29Concernant le style, la palette chromatique paraît réduite au premier regard (rouge, jaune, vert, blanc, noir), mais offre en réalité plusieurs nuances obtenues par des mélanges tels que les rouges clair et foncé, le rose, le brun, le gris et le beige. La réalisation d’un relevé a pu mettre en évidence certains détails permettant de préciser la datation à la fin du XIVe siècle ou au début du siècle suivant. Le paysage travaillé, composé d’un château, d’arbres, de fleurs et de touffes d’herbe, évoque la production du XVe siècle (fig. 16). Les carnations sont modelées subtilement avec des ombres. Les yeux sont tombants, avec une pupille noire et des iris colorés. De fines mèches bouclées encadrent les visages (fig. 17). Enfin, l’utilisation de pochoirs à fleurs stylisées relativement complexe est en vogue au XVe siècle.
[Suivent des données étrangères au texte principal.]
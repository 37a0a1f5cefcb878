//! Final payload assembly for the account-creation call.
//!
//! Each entity becomes one section holding its sub-step objects under their
//! sub-step keys, so equally named fields of different forms never clash.
//! Inherited fields are materialized and required fields are checked one
//! last time before the payload leaves the core.

use std::sync::LazyLock;

use async_trait::async_trait;
use regex::Regex;
use serde::{Deserialize, Serialize};
use serde_json::Value;

use crate::error::OnboardingError;

use super::inheritance::{INHERITABLE_FIELDS, InheritanceToggles, is_unset, resolve_entity_field};
use super::plan::{EntityKind, PlanStepCatalog, PlanType, StepDefinition, sub_steps};
use super::state::{EntityDataMap, EntityFormData, FormFields};

static EMAIL_RE: LazyLock<Regex> =
    LazyLock::new(|| Regex::new(r"^[^@\s]+@[^@\s]+\.[^@\s]+$").expect("valid email regex"));

/// Fields every included entity must carry, as `(sub_step, field)`.
const REQUIRED_FIELDS: &[(&str, &str)] = &[(sub_steps::OVERVIEW, "name"), (sub_steps::CONTACT, "email")];

/// Overview field that scopes a standalone clinic under an existing complex.
pub const EXISTING_COMPLEX_FIELD: &str = "complex_id";

/// The account owner completing onboarding.
#[derive(Debug, Clone, Default, PartialEq, Eq, Serialize, Deserialize)]
pub struct UserData {
    pub name: String,
    pub email: String,
    #[serde(default, skip_serializing_if = "Option::is_none")]
    pub phone: Option<String>,
}

/// Body of the backend completion call.
#[derive(Debug, Clone, PartialEq, Serialize)]
pub struct CompleteOnboardingPayload {
    pub plan_type: PlanType,
    pub user: UserData,
    #[serde(skip_serializing_if = "Option::is_none")]
    pub company: Option<FormFields>,
    #[serde(skip_serializing_if = "Option::is_none")]
    pub complex: Option<FormFields>,
    #[serde(skip_serializing_if = "Option::is_none")]
    pub clinic: Option<FormFields>,
}

impl CompleteOnboardingPayload {
    pub fn entity(&self, entity: EntityKind) -> Option<&FormFields> {
        match entity {
            EntityKind::Company => self.company.as_ref(),
            EntityKind::Complex => self.complex.as_ref(),
            EntityKind::Clinic => self.clinic.as_ref(),
        }
    }

    fn entity_mut(&mut self, entity: EntityKind) -> &mut Option<FormFields> {
        match entity {
            EntityKind::Company => &mut self.company,
            EntityKind::Complex => &mut self.complex,
            EntityKind::Clinic => &mut self.clinic,
        }
    }
}

/// Performs the account-creation call with a finished payload.
#[async_trait]
pub trait OnboardingCompleter: Send + Sync {
    async fn complete(&self, payload: &CompleteOnboardingPayload) -> Result<(), OnboardingError>;
}

fn check_email(entity: &str, field: &str, value: &str) -> Result<(), OnboardingError> {
    if EMAIL_RE.is_match(value.trim()) {
        Ok(())
    } else {
        Err(OnboardingError::InvalidField {
            entity: entity.to_string(),
            field: field.to_string(),
            reason: format!("'{value}' is not an email address"),
        })
    }
}

/// An entity's bag with inherited values filled into its empty fields.
fn effective_bag(
    plan: PlanType,
    step: &StepDefinition,
    entity_data: &EntityDataMap,
    inheritance: &InheritanceToggles,
) -> (EntityFormData, bool) {
    let child = entity_data.get(&step.entity);
    let parent_kind = step.entity.parent_in(plan);
    let parent = parent_kind.and_then(|p| entity_data.get(&p));
    let enabled = parent_kind.is_some() && inheritance.is_enabled(step.entity);

    let mut bag = child.cloned().unwrap_or_default();
    if enabled {
        for (sub_step, field) in INHERITABLE_FIELDS {
            let resolved = resolve_entity_field(child, parent, true, sub_step, field);
            match resolved.value {
                Some(value) if resolved.inherited && !is_unset(Some(value)) => {
                    bag.set_field(sub_step, field, value.clone());
                }
                _ => {}
            }
        }
    }
    (bag, enabled)
}

fn check_required(entity: EntityKind, bag: &EntityFormData) -> Result<(), OnboardingError> {
    for (sub_step, field) in REQUIRED_FIELDS {
        if is_unset(bag.field(sub_step, field)) {
            return Err(OnboardingError::MissingRequiredField {
                entity: entity.to_string(),
                field: format!("{sub_step}.{field}"),
            });
        }
    }
    if let Some(Value::String(email)) = bag.field(sub_steps::CONTACT, "email") {
        check_email(entity.as_str(), "contact.email", email)?;
    }
    Ok(())
}

/// One payload section: each of the step's sub-step objects under its own
/// key, in catalog order, plus `inherits_from_parent` for child entities.
fn entity_section(step: &StepDefinition, bag: &EntityFormData, has_parent: bool, enabled: bool) -> FormFields {
    let mut section = FormFields::new();
    for sub_step in step.sub_steps {
        if let Some(fields) = bag.sub_step(sub_step) {
            section.insert(sub_step.to_string(), Value::Object(fields.clone()));
        }
    }
    if has_parent {
        section.insert("inherits_from_parent".to_string(), Value::Bool(enabled));
    }
    section
}

/// Build the completion payload for `plan`.
///
/// Entities outside the plan are omitted. A clinic-plan clinic whose
/// overview names an existing complex gets a `complex` reference section.
pub fn build_final_payload(
    plan: PlanType,
    entity_data: &EntityDataMap,
    inheritance: &InheritanceToggles,
    user: &UserData,
) -> Result<CompleteOnboardingPayload, OnboardingError> {
    if user.email.trim().is_empty() {
        return Err(OnboardingError::MissingRequiredField {
            entity: "user".to_string(),
            field: "email".to_string(),
        });
    }
    check_email("user", "email", &user.email)?;

    let mut payload = CompleteOnboardingPayload {
        plan_type: plan,
        user: user.clone(),
        company: None,
        complex: None,
        clinic: None,
    };

    for step in PlanStepCatalog::steps(plan) {
        let (bag, enabled) = effective_bag(plan, step, entity_data, inheritance);
        check_required(step.entity, &bag)?;
        let has_parent = step.entity.parent_in(plan).is_some();
        *payload.entity_mut(step.entity) = Some(entity_section(step, &bag, has_parent, enabled));
    }

    if plan == PlanType::Clinic {
        let existing = entity_data
            .get(&EntityKind::Clinic)
            .and_then(|d| d.field(sub_steps::OVERVIEW, EXISTING_COMPLEX_FIELD))
            .filter(|v| !is_unset(Some(*v)));
        if let Some(id) = existing {
            let mut reference = FormFields::new();
            reference.insert("id".to_string(), id.clone());
            payload.complex = Some(reference);
        }
    }

    Ok(payload)
}

#[cfg(test)]
mod tests {
    use super::*;
    use serde_json::json;

    fn user() -> UserData {
        UserData {
            name: "Dr. Sara".to_string(),
            email: "sara@example.com".to_string(),
            phone: None,
        }
    }

    fn bag(entries: &[(&str, Value)]) -> EntityFormData {
        let mut data = EntityFormData::new();
        for (sub_step, value) in entries {
            data.merge(sub_step, value.as_object().cloned().unwrap());
        }
        data
    }

    fn clinic_data(name: &str, email: &str) -> EntityDataMap {
        let mut map = EntityDataMap::new();
        map.insert(
            EntityKind::Clinic,
            bag(&[
                ("overview", json!({"name": name, "mission": "Care"})),
                ("contact", json!({"email": email, "phone": "+966511111111"})),
                ("legal", json!({"cr_number": "1010101010"})),
                ("schedule", json!({"working_hours": []})),
            ]),
        );
        map
    }

    #[test]
    fn clinic_plan_includes_only_clinic() {
        let data = clinic_data("North Clinic", "north@clinic.sa");
        let payload =
            build_final_payload(PlanType::Clinic, &data, &InheritanceToggles::default(), &user()).unwrap();

        assert!(payload.company.is_none());
        assert!(payload.complex.is_none());
        let clinic = payload.clinic.as_ref().unwrap();
        assert_eq!(clinic["overview"]["name"], "North Clinic");
        assert_eq!(clinic["contact"]["email"], "north@clinic.sa");
        assert_eq!(clinic["legal"]["cr_number"], "1010101010");
        assert!(clinic["schedule"]["working_hours"].is_array());
        assert!(clinic.get("inherits_from_parent").is_none());

        let json = serde_json::to_value(&payload).unwrap();
        assert!(json.get("company").is_none());
        assert_eq!(json["plan_type"], "clinic");
    }

    #[test]
    fn clinic_under_existing_complex_gets_reference() {
        let mut data = clinic_data("North Clinic", "north@clinic.sa");
        data.get_mut(&EntityKind::Clinic)
            .unwrap()
            .set_field("overview", EXISTING_COMPLEX_FIELD, json!("cx-42"));

        let payload =
            build_final_payload(PlanType::Clinic, &data, &InheritanceToggles::default(), &user()).unwrap();
        assert_eq!(payload.complex.unwrap()["id"], "cx-42");
    }

    #[test]
    fn missing_name_is_reported() {
        let data = clinic_data("", "north@clinic.sa");
        let err = build_final_payload(PlanType::Clinic, &data, &InheritanceToggles::default(), &user())
            .unwrap_err();
        match err {
            OnboardingError::MissingRequiredField { entity, field } => {
                assert_eq!(entity, "clinic");
                assert_eq!(field, "overview.name");
            }
            other => panic!("unexpected error {other:?}"),
        }
    }

    #[test]
    fn missing_entity_bag_is_reported() {
        let err = build_final_payload(
            PlanType::Company,
            &EntityDataMap::new(),
            &InheritanceToggles::default(),
            &user(),
        )
        .unwrap_err();
        assert!(matches!(
            err,
            OnboardingError::MissingRequiredField { ref entity, .. } if entity == "company"
        ));
    }

    #[test]
    fn malformed_email_is_rejected() {
        let data = clinic_data("North Clinic", "not-an-email");
        let err = build_final_payload(PlanType::Clinic, &data, &InheritanceToggles::default(), &user())
            .unwrap_err();
        assert!(matches!(err, OnboardingError::InvalidField { .. }));
    }

    #[test]
    fn user_email_is_required() {
        let data = clinic_data("North Clinic", "north@clinic.sa");
        let user = UserData::default();
        let err = build_final_payload(PlanType::Clinic, &data, &InheritanceToggles::default(), &user)
            .unwrap_err();
        assert!(matches!(
            err,
            OnboardingError::MissingRequiredField { ref entity, .. } if entity == "user"
        ));
    }

    #[test]
    fn inherited_contact_satisfies_required_check() {
        let mut data = EntityDataMap::new();
        data.insert(
            EntityKind::Complex,
            bag(&[
                ("overview", json!({"name": "Central Complex", "mission": "Heal the world"})),
                ("contact", json!({"email": "central@complex.sa"})),
            ]),
        );
        data.insert(
            EntityKind::Clinic,
            bag(&[("overview", json!({"name": "Dental Clinic"})), ("contact", json!({"phone": "123"}))]),
        );
        let mut toggles = InheritanceToggles::default();
        toggles.set(EntityKind::Clinic, true);

        let payload = build_final_payload(PlanType::Complex, &data, &toggles, &user()).unwrap();
        let clinic = payload.entity(EntityKind::Clinic).unwrap();
        assert_eq!(clinic["contact"]["email"], "central@complex.sa");
        assert_eq!(clinic["overview"]["mission"], "Heal the world");
        assert_eq!(clinic["contact"]["phone"], "123");
        assert_eq!(clinic["inherits_from_parent"], true);
        assert!(payload.company.is_none());
        assert!(payload.entity(EntityKind::Complex).unwrap().get("inherits_from_parent").is_none());
    }

    #[test]
    fn same_field_name_in_different_forms_is_kept_apart() {
        let mut data = clinic_data("North Clinic", "north@clinic.sa");
        data.get_mut(&EntityKind::Clinic)
            .unwrap()
            .set_field("contact", "name", json!("Dr Ali"));

        let payload =
            build_final_payload(PlanType::Clinic, &data, &InheritanceToggles::default(), &user()).unwrap();
        let clinic = payload.clinic.unwrap();
        assert_eq!(clinic["overview"]["name"], "North Clinic");
        assert_eq!(clinic["contact"]["name"], "Dr Ali");
    }

    #[test]
    fn required_name_must_come_from_overview() {
        let mut data = EntityDataMap::new();
        data.insert(
            EntityKind::Clinic,
            bag(&[
                ("overview", json!({"mission": "Care"})),
                ("contact", json!({"email": "north@clinic.sa"})),
                ("legal", json!({"name": "Owner LLC"})),
            ]),
        );

        let err = build_final_payload(PlanType::Clinic, &data, &InheritanceToggles::default(), &user())
            .unwrap_err();
        match err {
            OnboardingError::MissingRequiredField { entity, field } => {
                assert_eq!(entity, "clinic");
                assert_eq!(field, "overview.name");
            }
            other => panic!("unexpected error {other:?}"),
        }
    }

    #[test]
    fn inheritance_off_does_not_backfill() {
        let mut data = EntityDataMap::new();
        data.insert(
            EntityKind::Complex,
            bag(&[
                ("overview", json!({"name": "Central Complex"})),
                ("contact", json!({"email": "central@complex.sa"})),
            ]),
        );
        data.insert(EntityKind::Clinic, bag(&[("overview", json!({"name": "Dental Clinic"}))]));

        let err = build_final_payload(PlanType::Complex, &data, &InheritanceToggles::default(), &user())
            .unwrap_err();
        assert!(matches!(
            err,
            OnboardingError::MissingRequiredField { ref field, .. } if field == "contact.email"
        ));
    }
}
30L’exécution d’un relevé a donc permis de séparer visuellement les différentes campagnes superposées, mais également de leur rendre leur lisibilité et d’apporter des éléments nouveaux pour la compréhension de l’iconographie et la datation des peintures.
Fig. 16
Lasbordes (Aude), église Saint-Christophe, chœur mur est ; cavalier (scène 4), cycle hagiographique (campagne 2).
David Maugendre © Inventaire général Région Occitanie
Fig. 17
Lasbordes (Aude), église Saint-Christophe, chœur mur est ; visages du roi et du saint (scène 3), cycle hagiographique (campagne 2).
David Maugendre © Inventaire général Région Occitanie
31La valorisation est aujourd’hui une étape indispensable dans un chantier de restauration du patrimoine. La question de sa mise en œuvre, quand elle est posée, arrive fréquemment lorsque les travaux sont quasiment achevés, voire le chantier terminé. Pourtant cette étape cruciale, encore trop souvent négligée, pourrait se dérouler en parallèle du chantier de restauration. Il serait alors nécessaire qu’elle soit prévue bien en amont des travaux, au moment même de l’élaboration du cahier des charges.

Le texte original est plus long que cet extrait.